[Stored data entries]
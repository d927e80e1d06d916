#![deny(warnings)]

//! Day-resolution engine for Space Tribes.
//!
//! [`resolve_day`] is the pure batch transform; [`GameSession`] owns one
//! game's state around it and [`SharedSession`] serializes access to a
//! session from many threads.

pub mod normalize;
pub mod raid;
pub mod resolver;
pub mod session;
pub mod shared;

pub use normalize::{normalize_decision, validate_decision};
pub use raid::{apply_raid_outcome, resolve_raids, RaidGroup, RaidOutcome, RaidRequest};
pub use resolver::{check_day, mining_yield, resolve_day, DayInput, DayOutcome, DayReport, UpgradeResult};
pub use session::{GameSession, PlayerView, SessionError};
pub use shared::SharedSession;
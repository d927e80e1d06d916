#![deny(warnings)]

//! Persistence layer: SQLite save slots holding JSON session snapshots, plus
//! plain JSON snapshot files.

use anyhow::{Context, Result};
use chrono::{DateTime, Utc};
use serde::{Deserialize, Serialize};
use sim_runtime::GameSession;
use sqlx::sqlite::{SqliteConnectOptions, SqlitePool, SqlitePoolOptions};
use sqlx::Row;
use std::path::Path;
use std::str::FromStr;
use tracing::{debug, info};

/// Returns the default SQLite URL used for local saves.
pub fn default_sqlite_url() -> &'static str {
    "sqlite://./saves/main.db"
}

const SCHEMA: &[&str] = &[
    "CREATE TABLE IF NOT EXISTS saves (
        id INTEGER PRIMARY KEY AUTOINCREMENT,
        name TEXT NOT NULL UNIQUE,
        note TEXT,
        created_at TEXT NOT NULL
    )",
    "CREATE TABLE IF NOT EXISTS snapshots (
        id INTEGER PRIMARY KEY AUTOINCREMENT,
        save_id INTEGER NOT NULL REFERENCES saves(id),
        day INTEGER NOT NULL,
        ended INTEGER NOT NULL,
        state_json TEXT NOT NULL,
        created_at TEXT NOT NULL
    )",
    "CREATE INDEX IF NOT EXISTS snapshots_by_save ON snapshots(save_id, id)",
];

/// A save slot and the day of its newest snapshot.
#[derive(Clone, Debug, PartialEq, Serialize, Deserialize)]
pub struct SaveInfo {
    pub id: i64,
    pub name: String,
    pub note: Option<String>,
    pub created_at: DateTime<Utc>,
    pub latest_day: Option<u32>,
}

pub async fn init_db(url: &str) -> Result<SqlitePool> {
    init_db_with(url, 5).await
}

/// Open (creating if needed) the database at `url` and apply the schema.
pub async fn init_db_with(url: &str, max_connections: u32) -> Result<SqlitePool> {
    let opts = SqliteConnectOptions::from_str(url)
        .with_context(|| format!("invalid sqlite url {url}"))?
        .create_if_missing(true);
    let pool = SqlitePoolOptions::new()
        .max_connections(max_connections)
        .connect_with(opts)
        .await
        .with_context(|| format!("connecting to {url}"))?;
    for stmt in SCHEMA {
        sqlx::query(stmt).execute(&pool).await.context("applying schema")?;
    }
    info!(url, "database ready");
    Ok(pool)
}

/// Id of the save called `name`, created on first use.
pub async fn create_save(pool: &SqlitePool, name: &str, note: Option<&str>) -> Result<i64> {
    if let Some(row) = sqlx::query("SELECT id FROM saves WHERE name = ?1")
        .bind(name)
        .fetch_optional(pool)
        .await?
    {
        return Ok(row.try_get("id")?);
    }
    let id = sqlx::query("INSERT INTO saves (name, note, created_at) VALUES (?1, ?2, ?3)")
        .bind(name)
        .bind(note)
        .bind(Utc::now().to_rfc3339())
        .execute(pool)
        .await
        .with_context(|| format!("creating save {name}"))?
        .last_insert_rowid();
    info!(save = id, name, "save created");
    Ok(id)
}

/// Append a snapshot of `session` to save `save_id`.
pub async fn store_snapshot(pool: &SqlitePool, save_id: i64, session: &GameSession) -> Result<i64> {
    let json = serde_json::to_string(session).context("serializing session")?;
    let id = sqlx::query(
        "INSERT INTO snapshots (save_id, day, ended, state_json, created_at)
         VALUES (?1, ?2, ?3, ?4, ?5)",
    )
    .bind(save_id)
    .bind(i64::from(session.current_day()))
    .bind(session.is_ended())
    .bind(json)
    .bind(Utc::now().to_rfc3339())
    .execute(pool)
    .await
    .with_context(|| format!("storing snapshot for save {save_id}"))?
    .last_insert_rowid();
    debug!(save = save_id, snapshot = id, day = session.current_day(), "snapshot stored");
    Ok(id)
}

/// Newest snapshot of save `save_id`, checked before it is handed out.
pub async fn load_latest_snapshot(pool: &SqlitePool, save_id: i64) -> Result<Option<GameSession>> {
    let row = sqlx::query("SELECT state_json FROM snapshots WHERE save_id = ?1 ORDER BY id DESC LIMIT 1")
        .bind(save_id)
        .fetch_optional(pool)
        .await?;
    let Some(row) = row else {
        return Ok(None);
    };
    let json: String = row.try_get("state_json")?;
    let session: GameSession =
        serde_json::from_str(&json).with_context(|| format!("decoding snapshot of save {save_id}"))?;
    session.verify()?;
    Ok(Some(session))
}

pub async fn list_saves(pool: &SqlitePool) -> Result<Vec<SaveInfo>> {
    let rows = sqlx::query(
        "SELECT s.id, s.name, s.note, s.created_at, MAX(n.day) AS latest_day
         FROM saves s LEFT JOIN snapshots n ON n.save_id = s.id
         GROUP BY s.id ORDER BY s.id",
    )
    .fetch_all(pool)
    .await?;
    rows.iter()
        .map(|row| -> Result<SaveInfo> {
            let created: String = row.try_get("created_at")?;
            let latest: Option<i64> = row.try_get("latest_day")?;
            Ok(SaveInfo {
                id: row.try_get("id")?,
                name: row.try_get("name")?,
                note: row.try_get("note")?,
                created_at: DateTime::parse_from_rfc3339(&created)
                    .with_context(|| format!("bad timestamp {created}"))?
                    .with_timezone(&Utc),
                latest_day: latest.and_then(|d| u32::try_from(d).ok()),
            })
        })
        .collect()
}

/// Write `session` as pretty JSON, creating parent directories.
pub fn write_snapshot_file(path: &Path, session: &GameSession) -> Result<()> {
    if let Some(parent) = path.parent().filter(|p| !p.as_os_str().is_empty()) {
        std::fs::create_dir_all(parent).with_context(|| format!("creating {}", parent.display()))?;
    }
    let json = serde_json::to_string_pretty(session)?;
    std::fs::write(path, json).with_context(|| format!("writing {}", path.display()))?;
    debug!(path = %path.display(), day = session.current_day(), "snapshot written");
    Ok(())
}

pub fn read_snapshot_file(path: &Path) -> Result<GameSession> {
    let json = std::fs::read_to_string(path).with_context(|| format!("reading {}", path.display()))?;
    let session: GameSession =
        serde_json::from_str(&json).with_context(|| format!("decoding {}", path.display()))?;
    session.verify()?;
    Ok(session)
}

- TO DO -
Please retype the data exactly as it stands, from its first line down to the line that contains "TABLE IF NOT EXISTS snapshots", then stop.

- EXERCISE OUTPUT -
repository d927e80e1d06d916
#![deny(warnings)]

//! Day-resolution engine for Space Tribes.
//!
//! [`resolve_day`] is the pure batch transform; [`GameSession`] owns one
//! game's state around it and [`SharedSession`] serializes access to a
//! session from many threads.

pub mod normalize;
pub mod raid;
pub mod resolver;
pub mod session;
pub mod shared;

pub use normalize::{normalize_decision, validate_decision};
pub use raid::{apply_raid_outcome, resolve_raids, RaidGroup, RaidOutcome, RaidRequest};
pub use resolver::{check_day, mining_yield, resolve_day, DayInput, DayOutcome, DayReport, UpgradeResult};
pub use session::{GameSession, PlayerView, SessionError};
pub use shared::SharedSession;
repository d927e80e1d06d916
#![deny(warnings)]

//! Persistence layer: SQLite save slots holding JSON session snapshots, plus
//! plain JSON snapshot files.

use anyhow::{Context, Result};
use chrono::{DateTime, Utc};
use serde::{Deserialize, Serialize};
use sim_runtime::GameSession;
use sqlx::sqlite::{SqliteConnectOptions, SqlitePool, SqlitePoolOptions};
use sqlx::Row;
use std::path::Path;
use std::str::FromStr;
use tracing::{debug, info};

/// Returns the default SQLite URL used for local saves.
pub fn default_sqlite_url() -> &'static str {
    "sqlite://./saves/main.db"
}

const SCHEMA: &[&str] = &[
    "CREATE TABLE IF NOT EXISTS saves (
        id INTEGER PRIMARY KEY AUTOINCREMENT,
        name TEXT NOT NULL UNIQUE,
        note TEXT,
        created_at TEXT NOT NULL
    )",
    "CREATE TABLE IF NOT EXISTS snapshots (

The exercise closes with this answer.